Und drittens werden wir uns in den kommenden Jahren noch stärker für den Ausbau der Infrastruktur einsetzen müssen. Brandenburg liegt in der Mitte Europas. Die Verkehrswege zeugen leider noch nicht immer davon. Wir brauchen schnelle Verbindungen in Richtung Stettin, in Richtung Prag, Warschau und Breslau. Die Verantwortung dafür liegt zu einem großen Teil bei der Bundesregierung und der polnischen Zentralregierung. Was wir aber tun können, ist, eine stärkere Lobbyarbeit zu organisieren. In der nächsten Wahlperiode sollten wir deshalb einen gemeinsamen parlamentarischen Unterstützerkreis aus Landtags-, Bundestags-, Sejm- und Sejmik- sowie Europaabgeordneten gründen. Ein solcher Unterstützerkreis kann die stockenden Projekte befördern helfen und dafür sorgen, dass wir hier schneller vorankommen - im wahrsten Sinne des Wortes.

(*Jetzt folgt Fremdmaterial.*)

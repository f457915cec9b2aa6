use std::path::PathBuf;

use anyhow::{Context, Result, anyhow, bail};
use chrono_tz::Tz;
use directories::ProjectDirs;

use crate::sheets::SheetSettings;

pub struct Config {
    pub db_path: PathBuf,
    pub timezone: Tz,
    pub telegram_bot_token: Option<String>,
    pub sheet_id: Option<String>,
    pub credentials_path: PathBuf,
    pub sheet_name: String,
    pub sheet_column: String,
}

impl Config {
    /// Read settings from the environment, after loading `.env` if present.
    pub fn load() -> Result<Self> {
        let _ = dotenvy::dotenv();

        let proj_dirs =
            ProjectDirs::from("", "", "mealbot").context("Could not determine home directory")?;

        let data_dir = proj_dirs.data_dir().to_path_buf();
        std::fs::create_dir_all(&data_dir)
            .with_context(|| format!("Failed to create data directory: {}", data_dir.display()))?;

        Self::from_lookup(data_dir, |key| std::env::var(key).ok())
    }

    /// Build a config from `lookup`, which maps variable names to values.
    /// Blank values count as unset.
    pub fn from_lookup<F>(data_dir: PathBuf, lookup: F) -> Result<Self>
    where
        F: Fn(&str) -> Option<String>,
    {
        let var = |key: &str| {
            lookup(key)
                .map(|v| v.trim().to_string())
                .filter(|v| !v.is_empty())
        };

        let timezone = match var("TIMEZONE") {
            Some(name) => name
                .parse::<Tz>()
                .map_err(|e| anyhow!("Invalid TIMEZONE '{name}': {e}"))?,
            None => Tz::UTC,
        };

        let sheet_column = var("SHEET_COLUMN").unwrap_or_else(|| "A".to_string());
        if !sheet_column.chars().all(|c| c.is_ascii_alphabetic()) {
            bail!("Invalid SHEET_COLUMN '{sheet_column}'. Use a column letter like 'A'");
        }

        Ok(Config {
            db_path: var("DATABASE_PATH").map_or_else(|| data_dir.join("mealbot.db"), PathBuf::from),
            credentials_path: var("GOOGLE_CREDENTIALS_PATH")
                .map_or_else(|| data_dir.join("credentials.json"), PathBuf::from),
            timezone,
            telegram_bot_token: var("TELEGRAM_BOT_TOKEN"),
            sheet_id: var("GOOGLE_SHEET_ID"),
            sheet_name: var("SHEET_NAME").unwrap_or_else(|| "Sheet1".to_string()),
            sheet_column: sheet_column.to_ascii_uppercase(),
        })
    }

    pub fn require_bot_token(&self) -> Result<&str> {
        self.telegram_bot_token
            .as_deref()
            .context("TELEGRAM_BOT_TOKEN not set in environment")
    }

    /// Everything needed to talk to the menu spreadsheet.
    pub fn sheet_settings(&self) -> Result<SheetSettings> {
        let spreadsheet_id = self
            .sheet_id
            .clone()
            .context("GOOGLE_SHEET_ID not set in environment")?;
        if !self.credentials_path.exists() {
            bail!(
                "Google credentials file not found at {}",
                self.credentials_path.display()
            );
        }
        Ok(SheetSettings {
            spreadsheet_id,
            sheet_name: self.sheet_name.clone(),
            column: self.sheet_column.clone(),
            credentials_path: self.credentials_path.clone(),
        })
    }
}

#[cfg(test)]
mod tests {
    use super::*;
    use std::collections::HashMap;

    fn config_from(vars: &[(&str, &str)]) -> Result<Config> {
        let vars: HashMap<String, String> = vars
            .iter()
            .map(|(k, v)| ((*k).to_string(), (*v).to_string()))
            .collect();
        Config::from_lookup(PathBuf::from("/data/mealbot"), |key| vars.get(key).cloned())
    }

    #[test]
    fn test_defaults() {
        let config = config_from(&[]).unwrap();
        assert_eq!(config.timezone, Tz::UTC);
        assert_eq!(config.db_path, PathBuf::from("/data/mealbot/mealbot.db"));
        assert_eq!(
            config.credentials_path,
            PathBuf::from("/data/mealbot/credentials.json")
        );
        assert_eq!(config.sheet_name, "Sheet1");
        assert_eq!(config.sheet_column, "A");
        assert!(config.telegram_bot_token.is_none());
        assert!(config.sheet_id.is_none());
    }

    #[test]
    fn test_overrides() {
        let config = config_from(&[
            ("TIMEZONE", "Europe/Warsaw"),
            ("DATABASE_PATH", "/tmp/meals.db"),
            ("TELEGRAM_BOT_TOKEN", "123:abc"),
            ("GOOGLE_SHEET_ID", "sheet-id"),
            ("SHEET_NAME", "Menu"),
            ("SHEET_COLUMN", "b"),
        ])
        .unwrap();
        assert_eq!(config.timezone, chrono_tz::Europe::Warsaw);
        assert_eq!(config.db_path, PathBuf::from("/tmp/meals.db"));
        assert_eq!(config.require_bot_token().unwrap(), "123:abc");
        assert_eq!(config.sheet_id.as_deref(), Some("sheet-id"));
        assert_eq!(config.sheet_name, "Menu");
        assert_eq!(config.sheet_column, "B");
    }

    #[test]
    fn test_blank_values_are_unset() {
        let config = config_from(&[("TELEGRAM_BOT_TOKEN", "  "), ("TIMEZONE", "")]).unwrap();
        assert!(config.require_bot_token().is_err());
        assert_eq!(config.timezone, Tz::UTC);
    }

    #[test]
    fn test_invalid_timezone() {
        let err = config_from(&[("TIMEZONE", "Mars/Olympus")]).err().unwrap();
        assert!(err.to_string().contains("Mars/Olympus"));
    }

    #[test]
    fn test_invalid_column() {
        assert!(config_from(&[("SHEET_COLUMN", "A1")]).is_err());
    }

    #[test]
    fn test_sheet_settings_requires_sheet_id() {
        let config = config_from(&[]).unwrap();
        let err = config.sheet_settings().unwrap_err();
        assert!(err.to_string().contains("GOOGLE_SHEET_ID"));
    }

    #[test]
    fn test_sheet_settings_requires_credentials_file() {
        let dir = tempfile::tempdir().unwrap();
        let missing = dir.path().join("missing.json");
        let config = config_from(&[
            ("GOOGLE_SHEET_ID", "sheet-id"),
            ("GOOGLE_CREDENTIALS_PATH", missing.to_str().unwrap()),
        ])
        .unwrap();
        assert!(config.sheet_settings().is_err());

        std::fs::write(&missing, "{}").unwrap();
        let settings = config.sheet_settings().unwrap();
        assert_eq!(settings.spreadsheet_id, "sheet-id");
        assert_eq!(settings.credentials_path, missing);
    }
}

Meine Damen und Herren, Brandenburg liegt im Herzen Europas. Damit alle Brandenburger Europa auch im Herzen tragen, ist es sicherlich noch ein Stück des Weges. Verantwortung vor der Geschichte, Respekt vor den Nachbarn und Verlässlichkeit in der Sache sind die Bausteine, auf denen Brandenburg in den vergangenen Jahren Europapolitik betrieben hat. Brandenburg war damit erfolgreich und hat seinen Beitrag für ein gemeinsames Haus Europa geleistet. Es ist an jedem von uns, dass wir dieses Haus auch weiterbauen. - Vielen Dank für Ihre Aufmerksamkeit.
Herr Präsident! Meine sehr geehrten Damen und Herren! Sehr geehrter Herr Ministerpräsident, ich bin Ihnen dafür dankbar, dass Sie uns mit Ihrer Regierungserklärung heute die Möglichkeit geben, uns über das Thema Europa und die Zukunft des Landes Brandenburg in Europa auszutauschen.
Um es vorweg zu sagen: Vieles, ja, sogar das Meiste von dem, was Sie heute gesagt haben, war richtig.
Ich bezweifle zwar, ob es für den Ministerpräsidenten eines Landes wirklich eine gute Idee ist, wenige Tage vor einer Europawahl so in den Wahlkampf einzugreifen und dieses Thema somit zu einer parlamentarischen Wahlkampfauseinandersetzung zu machen,
Ich hätte dies nicht gesagt, wenn der Inhalt Ihrer Regierungserklärung so gewesen wäre, dass man wirklich etwas Neues daraus hätte entnehmen können, warum es gerade zum jetzigen Zeitpunkt wichtig ist, eine Regierungserklärung zum Thema Europa zu halten. Aber auch da haben Sie leider enttäuscht, Herr Ministerpräsident.